Governos emblemáticos | Gazeta Digital

Terça, 23 de janeiro de 2018, 00h00

Governos emblemáticos

Onofre Ribeiro


Acompanhei de perto todos os governos de Mato Grosso desde Garcia Neto (1975-1978), até o de Pedro Taques (2015 a 2018). Cada um com as suas características e desafios. Destaco dois que representaram rupturas. Por isso chamo-os de emblemáticos: Blairo Maggi e Pedro Taques. Explico o porquê.

Ambos desestruturaram as práticas políticas existentes. Vamos aos fatos. Em 2002 a política estadual estava assentada em alguns nomes: Dante de Oliveira, Antero Paes de Barros, Júlio e Jaime Campos, Carlos Bezerra, Jonas Pinheiro, José Riva, Roberto França, principalmente. Esses eram os cardeais. Dante era candidato ao Senado, Antero ao governo. Vitória certa. Aprovações altíssimas nas pesquisas. Aparece o produtor de soja Blairo Maggi. Elegeu-se à revelia dos cardeais e deixou-os à margem da sua primeira gestão. Mas na segunda gestão teve que re-cooptá-los na reeleição. De qualquer modo, o estilo tradicional de gestão mudou muito a partir de Blairo. Elegeu-se senador e de longe dá encaminhamentos políticos graças à sua influência no Estado.
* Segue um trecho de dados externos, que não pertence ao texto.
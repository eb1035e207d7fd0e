pub mod alert_log;
pub mod config;
pub mod reminders;
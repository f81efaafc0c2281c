use std::io::BufRead;

use super::{
    date::parse_localized_date,
    text::{element_text, read_document},
    Parse, Parsed, Result,
};
use crate::{menu::Dish, static_selector};

/// Parses the lunch page azuma-catering.com served until 2019: the date in
/// the page's `<h2>` and one dish per `ul.lunch_menu > li`.
#[derive(Debug, Clone, Copy, Default)]
pub struct Azuma;

impl Parse for Azuma {
    fn parse(&self, body: &mut dyn BufRead) -> Result<Parsed> {
        static_selector!(DATE_SELECTOR <- "h2");
        static_selector!(DISH_SELECTOR <- "ul[class=lunch_menu] > li");

        let document = read_document(body)?;
        let date = parse_localized_date(element_text(DATE_SELECTOR.first_in(&document)).trim())?;
        let dishes = document
            .select(&DISH_SELECTOR)
            .map(|li| Dish::new(li.text().collect::<String>()))
            .collect();

        Ok((date, dishes))
    }
}
use std::io::BufRead;

use super::{Error, Parse, Parsed, Result};
use crate::{clock::Clock, menu::Dish};

/// Picks today's row out of the monthly `menu.txt` azuma-catering.co.jp
/// publishes since 2020.
///
/// Every line is `yyyymmdd,dish,...,dish,calorie`. The number of dishes
/// changes from day to day, so the file is not read as CSV. Lines are read
/// one at a time and reading stops at the first row for today.
#[derive(Debug, Clone, Default)]
pub struct Azuma2020<C> {
    clock: C,
}

impl<C: Clock> Azuma2020<C> {
    pub const fn new(clock: C) -> Self {
        Self { clock }
    }
}

impl<C: Clock> Parse for Azuma2020<C> {
    fn parse(&self, body: &mut dyn BufRead) -> Result<Parsed> {
        let date = self.clock.today();
        let key = date.format("%Y%m%d").to_string();

        // lines are compared as bytes so a row in another encoding doesn't
        // stop the scan
        for line in body.split(b'\n') {
            let line = line?;
            let line = line.strip_suffix(b"\r").unwrap_or(&line[..]);
            // date, at least one dish, calorie
            if line.split(|&b| b == b',').count() < 3 {
                return Err(Error::UnexpectedColumnCount(
                    String::from_utf8_lossy(line).into_owned(),
                ));
            }

            let mut fields = line.split(|&b| b == b',');
            if fields.next() != Some(key.as_bytes()) {
                continue;
            }

            let mut dishes: Vec<Dish> = fields
                .map(|field| Dish::from(String::from_utf8_lossy(field).into_owned()))
                .collect();
            dishes.pop();
            return Ok((date, dishes));
        }

        Err(Error::NoMenuForDate(date))
    }
}
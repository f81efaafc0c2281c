use chrono::NaiveDate;

/// Source of "today" for anything that depends on the calendar.
pub trait Clock: Send + Sync {
    fn today(&self) -> NaiveDate;
}

/// Today in the machine's local time zone.
#[derive(Debug, Clone, Copy, Default)]
pub struct LocalClock;

impl Clock for LocalClock {
    fn today(&self) -> NaiveDate {
        chrono::Local::now().date_naive()
    }
}

impl<F> Clock for F
where
    F: Fn() -> NaiveDate + Send + Sync,
{
    fn today(&self) -> NaiveDate {
        self()
    }
}

/// A clock stuck on `date`.
#[cfg(test)]
pub fn fixed(date: NaiveDate) -> impl Clock + Clone {
    move || date
}
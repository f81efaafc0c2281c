use std::sync::Arc;

use axum::{extract::State, http::StatusCode, routing::any, Router};
use futures::future::join_all;

use crate::{holiday::Holidays, notify::Notifier, vendor::Vendor};

/// Everything a notification run needs.
pub struct App {
    pub holidays: Holidays,
    pub notifier: Notifier,
    pub vendors: Vec<Vendor>,
}

pub fn router(app: Arc<App>) -> Router {
    Router::new().route("/", any(notify_menus)).with_state(app)
}

/// Posts every vendor's menu unless today is a holiday.
///
/// All vendors are handled concurrently and the response is sent only once
/// each of them is done. A vendor failing never stops the others.
async fn notify_menus(State(app): State<Arc<App>>) -> (StatusCode, String) {
    match app.holidays.is_weekday_today().await {
        Err(e) => {
            let message = format!("failed to decide whether to notify today's menu: {e}");
            log::error!("{message}");
            (StatusCode::INTERNAL_SERVER_ERROR, message)
        }
        Ok(false) => (StatusCode::OK, "holiday, nothing to notify".to_owned()),
        Ok(true) => {
            let notifier = &app.notifier;
            let results = join_all(app.vendors.iter().map(|vendor| async move {
                notifier.notify(vendor).await.map_err(|e| {
                    log::error!("notifying {} ({}): {e}", vendor.name(), vendor.location());
                    e.to_string()
                })
            }))
            .await;

            let errors: Vec<String> = results.into_iter().filter_map(Result::err).collect();
            if errors.is_empty() {
                (StatusCode::OK, format!("notified {} menus", app.vendors.len()))
            } else {
                (StatusCode::INTERNAL_SERVER_ERROR, errors.join("\n"))
            }
        }
    }
}
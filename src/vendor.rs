use std::{fmt, sync::Arc};

use tracing::instrument;

use crate::{
    clock::Clock,
    config,
    error::Error,
    fetch::Fetch,
    menu::Menu,
    parse::{Azuma, Azuma2020, Parse, Tamagoya},
    Result,
};

static TAMAGOYA_URL: &str = "http://www.tamagoya.co.jp/";
static AZUMA_URL: &str = "http://azuma-catering.com/lunch.php";
static AZUMA2020_URL: &str = "http://azuma-catering.co.jp/calendar/menu.txt";

/// A lunch box company and how to read its menu.
pub struct Vendor {
    name: String,
    icon_emoji: String,
    location: String,
    fetch: Arc<dyn Fetch>,
    parser: Arc<dyn Parse>,
}

impl fmt::Debug for Vendor {
    fn fmt(&self, f: &mut fmt::Formatter<'_>) -> fmt::Result {
        f.debug_struct("Vendor")
            .field("name", &self.name)
            .field("icon_emoji", &self.icon_emoji)
            .field("location", &self.location)
            .finish_non_exhaustive()
    }
}

impl Vendor {
    pub fn new(
        name: impl Into<String>,
        icon_emoji: impl Into<String>,
        location: impl Into<String>,
        fetch: Arc<dyn Fetch>,
        parser: impl Parse + 'static,
    ) -> Self {
        Self {
            name: name.into(),
            icon_emoji: icon_emoji.into(),
            location: location.into(),
            fetch,
            parser: Arc::new(parser),
        }
    }

    pub fn tamagoya(fetch: Arc<dyn Fetch>) -> Self {
        Self::new("玉子屋", "hatching_chick", TAMAGOYA_URL, fetch, Tamagoya)
    }

    /// あづま給食 up to 2019.
    pub fn azuma(fetch: Arc<dyn Fetch>) -> Self {
        Self::new("あづま給食", "bento", AZUMA_URL, fetch, Azuma)
    }

    /// あづま給食 from 2020 on.
    pub fn azuma2020(fetch: Arc<dyn Fetch>, clock: impl Clock + 'static) -> Self {
        Self::new(
            "あづま給食",
            "bento",
            AZUMA2020_URL,
            fetch,
            Azuma2020::new(clock),
        )
    }

    pub fn name(&self) -> &str {
        &self.name
    }

    pub fn icon_emoji(&self) -> &str {
        &self.icon_emoji
    }

    pub fn location(&self) -> &str {
        &self.location
    }

    /// Fetches the vendor's document and reads today's menu out of it.
    ///
    /// The body is parsed and closed on the blocking pool since reading it
    /// may wait on the network. It is closed on every path. A failure to
    /// close only surfaces when parsing succeeded.
    #[instrument(skip(self), fields(vendor = %self.name, location = %self.location))]
    pub async fn menu(&self) -> Result<Menu> {
        let mut body = self
            .fetch
            .fetch(&self.location)
            .await
            .map_err(|cause| Error::Fetch {
                location: self.location.clone(),
                cause,
            })?;

        let parser = Arc::clone(&self.parser);
        let (parsed, closed) = tokio::task::spawn_blocking(move || {
            let parsed = parser.parse(&mut body);
            (parsed, body.close())
        })
        .await
        .map_err(Error::Task)?;

        let (date, dishes) = match (parsed, closed) {
            (Ok(parsed), Ok(())) => parsed,
            (Ok(_), Err(e)) => return Err(Error::StreamClose(e)),
            (Err(e), closed) => {
                if let Err(close_error) = closed {
                    tracing::warn!("Error while closing body after failed parse: {close_error}");
                }
                return Err(Error::Parse(e));
            }
        };

        Ok(Menu::new(date, dishes))
    }
}

/// Builds the vendors named in `names`, in that order.
pub fn registry(
    names: &[String],
    fetch: &Arc<dyn Fetch>,
    clock: impl Clock + Clone + 'static,
) -> std::result::Result<Vec<Vendor>, config::Error> {
    names
        .iter()
        .map(|name| match name.as_str() {
            "tamagoya" => Ok(Vendor::tamagoya(Arc::clone(fetch))),
            "azuma" => Ok(Vendor::azuma(Arc::clone(fetch))),
            "azuma2020" => Ok(Vendor::azuma2020(Arc::clone(fetch), clock.clone())),
            _ => Err(config::Error::UnknownVendor(name.clone())),
        })
        .collect()
}

#[cfg(test)]
mod tests {
    use std::fs;

    use chrono::NaiveDate;
    use httpmock::prelude::*;

    use super::*;
    use crate::{
        clock,
        fetch::{make_client, testing::MemoryFetch, HttpFetch},
        parse,
    };

    fn tamagoya_html() -> String {
        fs::read_to_string("./src/parse/html_examples/tamagoya.html").unwrap()
    }

    #[tokio::test]
    async fn test_menu() {
        let fetch = Arc::new(MemoryFetch::new().with(TAMAGOYA_URL, tamagoya_html()));
        let vendor = Vendor::tamagoya(Arc::clone(&fetch) as Arc<dyn Fetch>);
        let menu = vendor.menu().await.unwrap();
        assert_eq!(menu.to_string(), "2020/01/02: [うどん, シチュー, そば]");
        assert_eq!(fetch.closes(), 1);
    }

    #[tokio::test]
    async fn test_menu_azuma2020() {
        let fetch = Arc::new(
            MemoryFetch::new().with(AZUMA2020_URL, fs::read("./testdata/menu.txt").unwrap()),
        );
        let today = clock::fixed(NaiveDate::from_ymd_opt(2020, 8, 5).unwrap());
        let vendor = Vendor::azuma2020(Arc::clone(&fetch) as Arc<dyn Fetch>, today);
        let menu = vendor.menu().await.unwrap();
        assert_eq!(
            menu.to_string(),
            "2020/08/05: [ポークカレー, コールスロー, ご飯]"
        );
        assert!(menu.dishes()[0].is_souplike());
        assert_eq!(fetch.closes(), 1);
    }

    #[tokio::test]
    async fn test_menu_over_http() {
        let server = MockServer::start_async().await;
        server
            .mock_async(|when, then| {
                when.method(GET).path("/calendar/menu.txt");
                then.status(200).body(fs::read("./testdata/menu.txt").unwrap());
            })
            .await;

        let today = clock::fixed(NaiveDate::from_ymd_opt(2020, 8, 7).unwrap());
        let vendor = Vendor::new(
            "あづま給食",
            "bento",
            server.url("/calendar/menu.txt"),
            Arc::new(HttpFetch::new(make_client())),
            Azuma2020::new(today),
        );
        let menu = vendor.menu().await.unwrap();
        assert_eq!(menu.to_string(), "2020/08/07: [麻婆豆腐, 春雨サラダ, ご飯]");
    }

    #[tokio::test]
    async fn test_parse_failure_closes_body() {
        let fetch = Arc::new(MemoryFetch::new().with(AZUMA_URL, "<h2>準備中</h2>"));
        let vendor = Vendor::azuma(Arc::clone(&fetch) as Arc<dyn Fetch>);
        let err = vendor.menu().await.unwrap_err();
        assert!(matches!(err, Error::Parse(parse::Error::MalformedDate(_))));
        assert_eq!(fetch.closes(), 1);
    }

    #[tokio::test]
    async fn test_close_failure_after_parse() {
        let fetch = Arc::new(
            MemoryFetch::new()
                .with(TAMAGOYA_URL, tamagoya_html())
                .failing_close(),
        );
        let vendor = Vendor::tamagoya(Arc::clone(&fetch) as Arc<dyn Fetch>);
        let err = vendor.menu().await.unwrap_err();
        assert!(matches!(err, Error::StreamClose(_)));
        assert_eq!(fetch.closes(), 1);
    }

    #[tokio::test]
    async fn test_parse_failure_wins_over_close_failure() {
        let fetch = Arc::new(
            MemoryFetch::new()
                .with(TAMAGOYA_URL, "<html></html>")
                .failing_close(),
        );
        let vendor = Vendor::tamagoya(Arc::clone(&fetch) as Arc<dyn Fetch>);
        let err = vendor.menu().await.unwrap_err();
        assert!(matches!(err, Error::Parse(parse::Error::DateMarkerNotFound)));
        assert_eq!(fetch.closes(), 1);
    }

    #[tokio::test]
    async fn test_fetch_failure() {
        let fetch = Arc::new(MemoryFetch::new());
        let vendor = Vendor::tamagoya(Arc::clone(&fetch) as Arc<dyn Fetch>);
        let err = vendor.menu().await.unwrap_err();
        assert!(matches!(&err, Error::Fetch { location, .. } if location == TAMAGOYA_URL));
        assert_eq!(err.to_string(), "fetching http://www.tamagoya.co.jp/: status code 404");
        assert_eq!(fetch.closes(), 0);
    }

    #[tokio::test]
    async fn test_vendors_are_independent() {
        let fetch: Arc<dyn Fetch> =
            Arc::new(MemoryFetch::new().with(TAMAGOYA_URL, tamagoya_html()));
        let today = clock::fixed(NaiveDate::from_ymd_opt(2020, 8, 5).unwrap());
        let names = ["tamagoya".to_owned(), "azuma2020".to_owned()];
        let vendors = registry(&names, &fetch, today).unwrap();
        let results = futures::future::join_all(vendors.iter().map(Vendor::menu)).await;
        assert_eq!(
            results[0].as_ref().unwrap().to_string(),
            "2020/01/02: [うどん, シチュー, そば]"
        );
        assert!(matches!(results[1], Err(Error::Fetch { .. })));
    }

    #[test]
    fn test_registry() {
        let fetch: Arc<dyn Fetch> = Arc::new(MemoryFetch::new());
        let today = clock::fixed(NaiveDate::from_ymd_opt(2020, 8, 5).unwrap());
        let names = ["azuma2020".to_owned(), "azuma".to_owned(), "tamagoya".to_owned()];
        let vendors = registry(&names, &fetch, today.clone()).unwrap();
        let locations: Vec<&str> = vendors.iter().map(Vendor::location).collect();
        assert_eq!(locations, [AZUMA2020_URL, AZUMA_URL, TAMAGOYA_URL]);
        assert_eq!(vendors[2].name(), "玉子屋");

        let err = registry(&["hokkaido".to_owned()], &fetch, today).unwrap_err();
        assert!(matches!(err, config::Error::UnknownVendor(name) if name == "hokkaido"));
    }
}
Pedro Taques saiu do nada em 2010 e elegeu-se senador no vácuo deixado pela perda de influências dos cardeais da era anterior. E a própria morte de Dante de Oliveira em 2006, aos 54 anos, contribuiu para a desestruturação do cardinalato político. Elegeu-se senador com 708 mil votos. Curiosidade: na mesma eleição em que Blairo também se elegeu senador. Teve uma passagem rápida e eloquente no Senado. Em 2014, no vácuo deixado pelo cardinalato, elegeu-se governador com 833 mil votos, numa eleição completamente morna.

Como Blairo, Pedro Taques governou o primeiro mandato sem oposição. Os cardeais agora sem Dante e Jonas Pinheiro, mortos, Antero, Roberto França, e Riva, sem mandato, Júlio e Jaime Campos, deixaram Taques governar. A rigor quem mais o atrapalhou foi a oposição dos funcionários públicos.

A morte política e física de Dante e Jonas, o afastamento de José Riva, somados com a ausência de mandato de Júlio e Jaime, deixaram um quadro paupérrimo na política de Mato Grosso. Renovação de cardeais com a entrada de Welinton Fagundes e Nilson Leitão. Nesse ambiente os cardeais e os partidos entraram numa paranoia de apoiar ou criticar o governo Pedro Taques e se esqueceram de exercer política.

Idêntico fenômeno ao de Blairo Maggi. Este não teve qualquer oposição. Foi à reeleição sozinho e se elegeu com o pé nas costas. Hoje Pedro Taques caminha solo pra governador. Os cardeais terão que compor com ele pra terem sobrevida. O que aproxima Blairo Maggi e Pedro Taques é justamente a ruptura que as suas gestões representaram no quadro político de Mato Grosso. Mudar isso, só com renovação dos cardeais. Cada vez mais longe. Formar um cardeal leva muito tempo!